Along with the Medicare negotiation measure, the legislation, known as the Improving Access to Affordable Prescription Drugs Act, would close the so-called doughnut hole — the gap when beneficiaries of the program are required to cover all out-of-pocket costs — in 2018, two years earlier than the current law mandates.
The Democrats' House and Senate bills would restore a requirement forcing drugmakers to pay rebates on their medicines for the so-called dual eligibles — beneficiaries who qualify for both Medicare and Medicaid — and would extend those rebates to other Medicare beneficiaries in low-income-subsidy plans.
Another provision in the legislation would permit wholesalers, pharmacies and individuals to import qualifying prescription drugs manufactured at FDA-inspected facilities from licensed Canadian sellers and, after two years, from Organization for Economic Co-operation and Development countries that meet standards comparable to those in the U.S.
Sanders and Cummings and a coalition of other lawmakers recently introduced a separate importation bill in the House and Senate — another idea Trump has backed in the past.
Among the other provisions in the legislation is a measure that would require drug companies to report their costs for research and development, manufacturing and marketing to the U.S. Department of Health and Human Services, which would make that data publicly available in a searchable format.
Drugmakers also would be required to reveal how acquisitions, federal investments, revenues and sales and other factors influence the prices of their medicines.
Under the legislation, patient-assistance programs would be required to disclose details of the benefits they provide, such as copayment coupons, to the Internal Revenue Service. The bills also call for the Government Accountability Office to study the impact of patient assistance programs on prescription drug pricing and expenditures.
Lawmakers also want the HHS Office of the Inspector General to monitor changes in drug prices and work with the Federal Trade Commission and biopharmaceutical firms to assess the extent to which an increase was due to changes in the medicine's supply chain or if there are other justifiable reasons.
If the price hike was beyond medical inflation over a one-year period or cumulatively, the drug manufacturer would be subject to a graduated excise tax, which would depend on the size of the cost increase.

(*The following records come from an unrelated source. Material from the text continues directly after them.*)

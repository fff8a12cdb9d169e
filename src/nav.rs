//! Drill-down navigation over the grouping tree.
//!
//! A [`Navigator`] is a stack of node ids from the root to the current
//! focus. The root entry is never popped. Invalid transitions (double
//! clicks, clicks from handlers attached to a previous layout) are expected
//! input: they are ignored and reported through the diagnostics sink.

use crate::diag::{DiagEvent, Diagnostics};
use crate::tree::{NodeId, Tree};

#[derive(Debug, Clone)]
pub struct Navigator {
    stack: Vec<NodeId>,
}

impl Navigator {
    pub fn new(root: NodeId) -> Self {
        Self { stack: vec![root] }
    }

    /// Current focus (top of stack).
    pub fn focus(&self) -> NodeId {
        *self.stack.last().expect("stack always holds the root")
    }

    /// Path from root to focus.
    pub fn stack(&self) -> &[NodeId] {
        &self.stack
    }

    /// Drill-down depth: 0 at root.
    pub fn depth(&self) -> usize {
        self.stack.len() - 1
    }

    pub fn at_root(&self) -> bool {
        self.stack.len() == 1
    }

    /// Drill into `node`. Valid only for a direct child of the current
    /// focus that has children of its own. Returns whether the focus moved.
    pub fn zoom_in(&mut self, tree: &Tree, node: NodeId, diag: &dyn Diagnostics) -> bool {
        if node == self.focus() {
            // Duplicate click on the already-focused node.
            return false;
        }
        if !tree.contains(node) {
            diag.note(DiagEvent::ZoomRejected { reason: "unknown node id" });
            return false;
        }
        if !tree.is_child_of(node, self.focus()) {
            diag.note(DiagEvent::ZoomRejected { reason: "not a child of the focus" });
            return false;
        }
        if tree.get(node).is_leaf() {
            diag.note(DiagEvent::ZoomRejected { reason: "leaf has nothing to drill into" });
            return false;
        }
        self.stack.push(node);
        true
    }

    /// Pop back to `to_depth` (default: one level up). No-op at the root.
    /// Returns whether the focus moved.
    pub fn zoom_out(&mut self, to_depth: Option<usize>, diag: &dyn Diagnostics) -> bool {
        if self.at_root() {
            diag.note(DiagEvent::ZoomOutAtRoot);
            return false;
        }
        let target = to_depth.unwrap_or(self.depth() - 1);
        if target >= self.depth() {
            diag.note(DiagEvent::ZoomRejected { reason: "zoom-out target not above focus" });
            return false;
        }
        self.stack.truncate(target + 1);
        true
    }

    /// Back to `[root]`. Called whenever the tree is rebuilt, because old
    /// node ids do not survive a rebuild.
    pub fn reset(&mut self, root: NodeId) {
        self.stack.clear();
        self.stack.push(root);
    }
}

#[cfg(test)]
mod tests {
    use super::*;
    use crate::diag::testing::RecordingSink;
    use crate::tree;

    struct Item {
        a: &'static str,
        b: &'static str,
    }

    type Key = Box<dyn Fn(&Item) -> Result<Option<String>, String>>;

    fn fixture() -> Tree {
        let key_fns: Vec<Key> = vec![
            Box::new(|i: &Item| Ok(Some(i.a.to_owned()))),
            Box::new(|i: &Item| Ok(Some(i.b.to_owned()))),
        ];
        let items = vec![
            Item { a: "x", b: "1" },
            Item { a: "x", b: "2" },
            Item { a: "y", b: "1" },
        ];
        tree::build(&items, &key_fns, None::<tree::NoWeight<Item>>).unwrap()
    }

    fn child(t: &Tree, parent: NodeId, key: &str) -> NodeId {
        *t.children(parent).iter().find(|&&c| t.get(c).key == key).unwrap()
    }

    #[test]
    fn zoom_in_then_out_restores_stack() {
        let t = fixture();
        let sink = RecordingSink::default();
        let mut nav = Navigator::new(t.root());
        let before = nav.stack().to_vec();

        let x = child(&t, t.root(), "x");
        assert!(nav.zoom_in(&t, x, &sink));
        assert_eq!(nav.focus(), x);
        assert_eq!(nav.depth(), 1);

        assert!(nav.zoom_out(None, &sink));
        assert_eq!(nav.stack(), before.as_slice());
        assert!(sink.events.borrow().is_empty());
    }

    #[test]
    fn zoom_in_is_idempotent_for_current_focus() {
        let t = fixture();
        let sink = RecordingSink::default();
        let mut nav = Navigator::new(t.root());
        let x = child(&t, t.root(), "x");
        assert!(nav.zoom_in(&t, x, &sink));
        // Second click on the same node changes nothing and is not an error.
        assert!(!nav.zoom_in(&t, x, &sink));
        assert_eq!(nav.depth(), 1);
        assert!(sink.events.borrow().is_empty());
    }

    #[test]
    fn zoom_in_rejects_non_children_and_leaves() {
        let t = fixture();
        let sink = RecordingSink::default();
        let mut nav = Navigator::new(t.root());
        let x = child(&t, t.root(), "x");
        let leaf = child(&t, x, "1");

        // Grandchild is not a direct child of the root focus.
        assert!(!nav.zoom_in(&t, leaf, &sink));
        assert_eq!(nav.depth(), 0);

        // Leaves cannot be drilled into.
        nav.zoom_in(&t, x, &sink);
        assert!(!nav.zoom_in(&t, leaf, &sink));
        assert_eq!(nav.focus(), x);
        assert_eq!(sink.events.borrow().len(), 2);
    }

    #[test]
    fn zoom_out_at_root_is_ignored() {
        let t = fixture();
        let sink = RecordingSink::default();
        let mut nav = Navigator::new(t.root());
        assert!(!nav.zoom_out(None, &sink));
        assert_eq!(nav.depth(), 0);
        assert_eq!(sink.events.borrow().as_slice(), &[DiagEvent::ZoomOutAtRoot]);
    }

    #[test]
    fn zoom_out_to_depth_pops_multiple_levels() {
        let t = fixture();
        let sink = RecordingSink::default();
        let mut nav = Navigator::new(t.root());
        let x = child(&t, t.root(), "x");
        nav.zoom_in(&t, x, &sink);
        assert!(nav.zoom_out(Some(0), &sink));
        assert!(nav.at_root());
        // Zooming "out" to the current or a deeper depth is rejected.
        assert!(!nav.zoom_out(Some(3), &sink));
    }

    #[test]
    fn reset_returns_to_new_root() {
        let t = fixture();
        let sink = RecordingSink::default();
        let mut nav = Navigator::new(t.root());
        nav.zoom_in(&t, child(&t, t.root(), "x"), &sink);
        nav.reset(t.root());
        assert_eq!(nav.stack(), &[t.root()]);
    }
}
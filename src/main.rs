//! shelfmap entry point: load a catalog, hand it to the app shell.

use std::path::Path;

use eframe::egui;

mod app;
mod ui;

use app::AtlasApp;

fn main() {
    env_logger::init();

    let records = match std::env::args().nth(1) {
        Some(path) => match shelfmap::record::load_records(Path::new(&path)) {
            Ok(records) => {
                log::info!("loaded {} records from {path}", records.len());
                records
            }
            Err(err) => {
                eprintln!("shelfmap: {err}");
                std::process::exit(1);
            }
        },
        None => {
            log::info!("no dataset given, showing the built-in sample catalog");
            shelfmap::record::sample_catalog()
        }
    };

    let options = eframe::NativeOptions {
        viewport: egui::ViewportBuilder::default().with_inner_size([1100.0, 720.0]),
        ..Default::default()
    };

    eframe::run_native(
        "shelfmap — Catalog Treemap",
        options,
        Box::new(move |_cc| Ok(Box::new(AtlasApp::new(records)))),
    )
    .expect("Failed to start shelfmap");
}
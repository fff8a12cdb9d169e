//! `AtlasApp` — the top-level egui application state.
//!
//! This module declares the `AtlasApp` struct and the `eframe::App` impl;
//! the drawing methods are split across the sibling sub-modules:
//!
//! - `toolbar` — grouping/weight selectors, back button, breadcrumb
//! - `content` — treemap surface, tooltip, legend panel

pub mod content;
pub mod toolbar;

use eframe::egui;

use shelfmap::diag::LogSink;
use shelfmap::engine::AtlasEngine;
use shelfmap::record::{self, GroupField, Record, WeightMode};
use shelfmap::tree::NodeId;
use shelfmap::view::MapTranslator;

/// Grouping levels the toolbar exposes. Unused levels are `None`.
pub const MAX_LEVELS: usize = 3;

pub struct AtlasApp {
    records: Vec<Record>,
    pub engine: AtlasEngine,
    /// Ordered grouping selection; `None` slots are skipped.
    pub levels: [Option<GroupField>; MAX_LEVELS],
    pub weight_mode: WeightMode,
    /// Shared hover state for cells, tooltip and legend.
    pub hovered: Option<NodeId>,
    pub translator: MapTranslator,
    pub dark_mode: bool,
    build_error: Option<String>,
}

impl AtlasApp {
    pub fn new(records: Vec<Record>) -> Self {
        let levels = [Some(GroupField::Country), Some(GroupField::Collection), None];
        let weight_mode = WeightMode::Count;
        let fields = active_fields(&levels);
        let tree = record::build_tree(&records, &fields, weight_mode)
            .expect("built-in grouping fields cannot fail");
        Self {
            records,
            engine: AtlasEngine::new(tree, Box::new(LogSink)),
            levels,
            weight_mode,
            hovered: None,
            translator: default_translator(),
            dark_mode: false,
            build_error: None,
        }
    }

    /// Rebuild the tree after a grouping or weight change. The engine
    /// resets the focus to the new root; stale node ids never leak into
    /// the new tree.
    pub(crate) fn rebuild(&mut self) {
        self.hovered = None;
        let fields = active_fields(&self.levels);
        match record::build_tree(&self.records, &fields, self.weight_mode) {
            Ok(tree) => {
                self.engine.rebuild(tree);
                self.build_error = None;
            }
            Err(err) => {
                log::error!("tree rebuild failed: {err}");
                self.build_error = Some(err.to_string());
            }
        }
    }

    pub(crate) fn build_error(&self) -> Option<&str> {
        self.build_error.as_deref()
    }
}

impl eframe::App for AtlasApp {
    fn update(&mut self, ctx: &egui::Context, _frame: &mut eframe::Frame) {
        ctx.set_visuals(if self.dark_mode {
            egui::Visuals::dark()
        } else {
            egui::Visuals::light()
        });

        egui::TopBottomPanel::top("toolbar").show(ctx, |ui| {
            self.draw_toolbar(ui);
        });

        egui::SidePanel::right("legend")
            .default_width(240.0)
            .show(ctx, |ui| {
                self.draw_legend(ui);
            });

        egui::CentralPanel::default().show(ctx, |ui| {
            if let Some(err) = self.build_error() {
                ui.colored_label(egui::Color32::RED, err);
                return;
            }
            self.draw_treemap(ui, ctx);
        });
    }
}

fn active_fields(levels: &[Option<GroupField>; MAX_LEVELS]) -> Vec<GroupField> {
    levels.iter().flatten().copied().collect()
}

/// Display names for keys that read better expanded. Everything else falls
/// through unchanged.
fn default_translator() -> MapTranslator {
    MapTranslator::new([
        ("Moore".to_owned(), "Mooré".to_owned()),
        ("Twi".to_owned(), "Twi (Akan)".to_owned()),
    ])
}
//! Catalog records and grouping configuration.
//!
//! A [`Record`] is one flat catalog entry (a book, a document, a recording).
//! The dataset is loaded once, handed to the aggregator, and never mutated.
//! [`GroupField`] and [`WeightMode`] describe how records are grouped and
//! weighted; they are plain value types so a UI can present them directly.

use std::path::Path;

use serde::{Deserialize, Serialize};
use thiserror::Error;

use crate::tree::{self, BuildError, Tree};

/// Reserved key substituted for a missing or empty grouping value.
/// Records are bucketed here, never dropped.
pub const SENTINEL_KEY: &str = "Unknown";

/// One flat catalog entry. All grouping fields are optional; absence maps
/// to [`SENTINEL_KEY`] at aggregation time.
#[derive(Debug, Clone, Serialize, Deserialize)]
pub struct Record {
    pub title: String,
    #[serde(default)]
    pub country: Option<String>,
    #[serde(default)]
    pub collection: Option<String>,
    #[serde(default, rename = "type")]
    pub item_type: Option<String>,
    #[serde(default)]
    pub language: Option<String>,
    /// Word count; the optional weighting dimension.
    #[serde(default)]
    pub words: Option<f64>,
    #[serde(default)]
    pub year: Option<i32>,
}

/// A grouping dimension over [`Record`].
#[derive(Debug, Clone, Copy, PartialEq, Eq, Serialize, Deserialize)]
pub enum GroupField {
    Country,
    Collection,
    ItemType,
    Language,
}

impl GroupField {
    pub const ALL: [GroupField; 4] = [
        GroupField::Country,
        GroupField::Collection,
        GroupField::ItemType,
        GroupField::Language,
    ];

    pub fn label(self) -> &'static str {
        match self {
            GroupField::Country => "Country",
            GroupField::Collection => "Collection",
            GroupField::ItemType => "Type",
            GroupField::Language => "Language",
        }
    }

    /// Grouping key for a record. Empty and whitespace-only values count
    /// as missing.
    pub fn key_of(self, record: &Record) -> Option<&str> {
        let raw = match self {
            GroupField::Country => record.country.as_deref(),
            GroupField::Collection => record.collection.as_deref(),
            GroupField::ItemType => record.item_type.as_deref(),
            GroupField::Language => record.language.as_deref(),
        };
        raw.map(str::trim).filter(|s| !s.is_empty())
    }
}

/// How a record contributes to a node's aggregate.
#[derive(Debug, Clone, Copy, PartialEq, Eq, Serialize, Deserialize)]
pub enum WeightMode {
    /// Every record contributes 1.
    Count,
    /// Records contribute their word count. Missing or non-finite word
    /// counts contribute 0 but still count toward `item_count`.
    Words,
}

impl WeightMode {
    pub const ALL: [WeightMode; 2] = [WeightMode::Count, WeightMode::Words];

    pub fn label(self) -> &'static str {
        match self {
            WeightMode::Count => "Item count",
            WeightMode::Words => "Word count",
        }
    }
}

#[derive(Debug, Error)]
pub enum DatasetError {
    #[error("failed to read dataset: {0}")]
    Io(#[from] std::io::Error),
    #[error("failed to parse dataset: {0}")]
    Parse(#[from] serde_json::Error),
}

/// Load a dataset from a JSON file containing an array of records.
pub fn load_records(path: &Path) -> Result<Vec<Record>, DatasetError> {
    let text = std::fs::read_to_string(path)?;
    Ok(serde_json::from_str(&text)?)
}

/// Build the grouping tree for a dataset under the given ordered grouping
/// fields and weight mode. Thin adapter over [`tree::build`] binding the
/// generic key/weight seams to [`Record`].
pub fn build_tree(
    records: &[Record],
    fields: &[GroupField],
    mode: WeightMode,
) -> Result<Tree, BuildError> {
    let key_fns: Vec<Box<dyn Fn(&Record) -> Result<Option<String>, String>>> = fields
        .iter()
        .map(|&f| {
            Box::new(move |r: &Record| Ok(f.key_of(r).map(str::to_owned)))
                as Box<dyn Fn(&Record) -> Result<Option<String>, String>>
        })
        .collect();

    match mode {
        WeightMode::Count => tree::build(records, &key_fns, None::<tree::NoWeight<Record>>),
        WeightMode::Words => {
            tree::build(records, &key_fns, Some(|r: &Record| Ok(r.words)))
        }
    }
}

/// Small built-in catalog so the app runs without a dataset argument.
pub fn sample_catalog() -> Vec<Record> {
    fn rec(
        title: &str,
        country: &str,
        collection: &str,
        item_type: &str,
        language: &str,
        words: Option<f64>,
        year: i32,
    ) -> Record {
        let opt = |s: &str| (!s.is_empty()).then(|| s.to_owned());
        Record {
            title: title.to_owned(),
            country: opt(country),
            collection: opt(collection),
            item_type: opt(item_type),
            language: opt(language),
            words,
            year: Some(year),
        }
    }

    vec![
        rec("Market Day", "Togo", "Readers A", "Storybook", "Ewe", Some(430.0), 2019),
        rec("The River Crossing", "Togo", "Readers A", "Storybook", "Ewe", Some(610.0), 2020),
        rec("Counting Yams", "Togo", "Readers A", "Primer", "Kabiye", Some(180.0), 2018),
        rec("Drum Songs", "Togo", "Readers B", "Audio", "Ewe", None, 2021),
        rec("Two Brothers", "Togo", "Readers B", "Storybook", "Kabiye", Some(540.0), 2021),
        rec("The Clever Hare", "Benin", "Readers A", "Storybook", "Fon", Some(380.0), 2019),
        rec("Harvest Moon", "Benin", "Readers A", "Storybook", "Yoruba", Some(290.0), 2020),
        rec("First Letters", "Benin", "Readers B", "Primer", "Fon", Some(120.0), 2017),
        rec("Lagoon Tales", "Benin", "Readers B", "Storybook", "Fon", Some(820.0), 2022),
        rec("Kente Patterns", "Ghana", "Readers A", "Storybook", "Twi", Some(510.0), 2020),
        rec("The Talking Drum", "Ghana", "Readers A", "Audio", "Twi", None, 2019),
        rec("Spider Stories", "Ghana", "Readers B", "Storybook", "Ewe", Some(730.0), 2021),
        rec("Numbers 1-10", "Ghana", "Readers B", "Primer", "Twi", Some(95.0), 2016),
        rec("Coastal Winds", "Ghana", "Readers C", "Storybook", "Ga", Some(460.0), 2022),
        rec("Sahel Sky", "Burkina Faso", "Readers A", "Storybook", "Moore", Some(350.0), 2018),
        rec("The Old Baobab", "Burkina Faso", "Readers B", "Storybook", "Dioula", Some(640.0), 2021),
        rec("Rainy Season", "Burkina Faso", "Readers B", "Primer", "Moore", Some(210.0), 2019),
        rec("Untitled Field Notes", "", "Readers C", "Document", "", Some(1200.0), 2015),
        rec("Border Songs", "Togo", "", "Audio", "Ewe", None, 2020),
        rec("Alphabet Chart", "Benin", "Readers C", "Primer", "", Some(60.0), 2014),
    ]
}

#[cfg(test)]
mod tests {
    use super::*;

    #[test]
    fn missing_and_blank_fields_count_as_missing() {
        let mut r = sample_catalog().remove(0);
        r.country = None;
        assert_eq!(GroupField::Country.key_of(&r), None);
        r.country = Some("   ".to_owned());
        assert_eq!(GroupField::Country.key_of(&r), None);
        r.country = Some(" Togo ".to_owned());
        assert_eq!(GroupField::Country.key_of(&r), Some("Togo"));
    }

    #[test]
    fn dataset_parses_from_json() {
        let json = r#"[
            {"title": "A", "country": "Togo", "collection": "S1", "type": "Storybook", "words": 120},
            {"title": "B", "language": "Ewe"}
        ]"#;
        let records: Vec<Record> = serde_json::from_str(json).unwrap();
        assert_eq!(records.len(), 2);
        assert_eq!(records[0].words, Some(120.0));
        assert_eq!(records[1].country, None);
        assert_eq!(records[1].language.as_deref(), Some("Ewe"));
    }

    #[test]
    fn build_tree_over_sample_catalog() {
        let records = sample_catalog();
        let tree = build_tree(
            &records,
            &[GroupField::Country, GroupField::Collection],
            WeightMode::Count,
        )
        .unwrap();
        let root = tree.get(tree.root());
        assert_eq!(root.item_count, records.len());
        assert!((root.aggregate - records.len() as f64).abs() < 1e-9);
        // One record has a blank country and must land under the sentinel.
        let keys: Vec<&str> = tree
            .children(tree.root())
            .iter()
            .map(|&c| tree.get(c).key.as_str())
            .collect();
        assert!(keys.contains(&SENTINEL_KEY));
    }
}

The legislation would impose caps on the amounts that Americans with employer-based insurance plans would pay out-of-pocket for their medicines — limiting their costs to $250 per month for individuals and $500 for families.
The bill also would make pay-for-delay deals illegal. These are deals in which brand-name firms pay their generic competitors to keep their cheaper versions of drugs off the market for a certain period.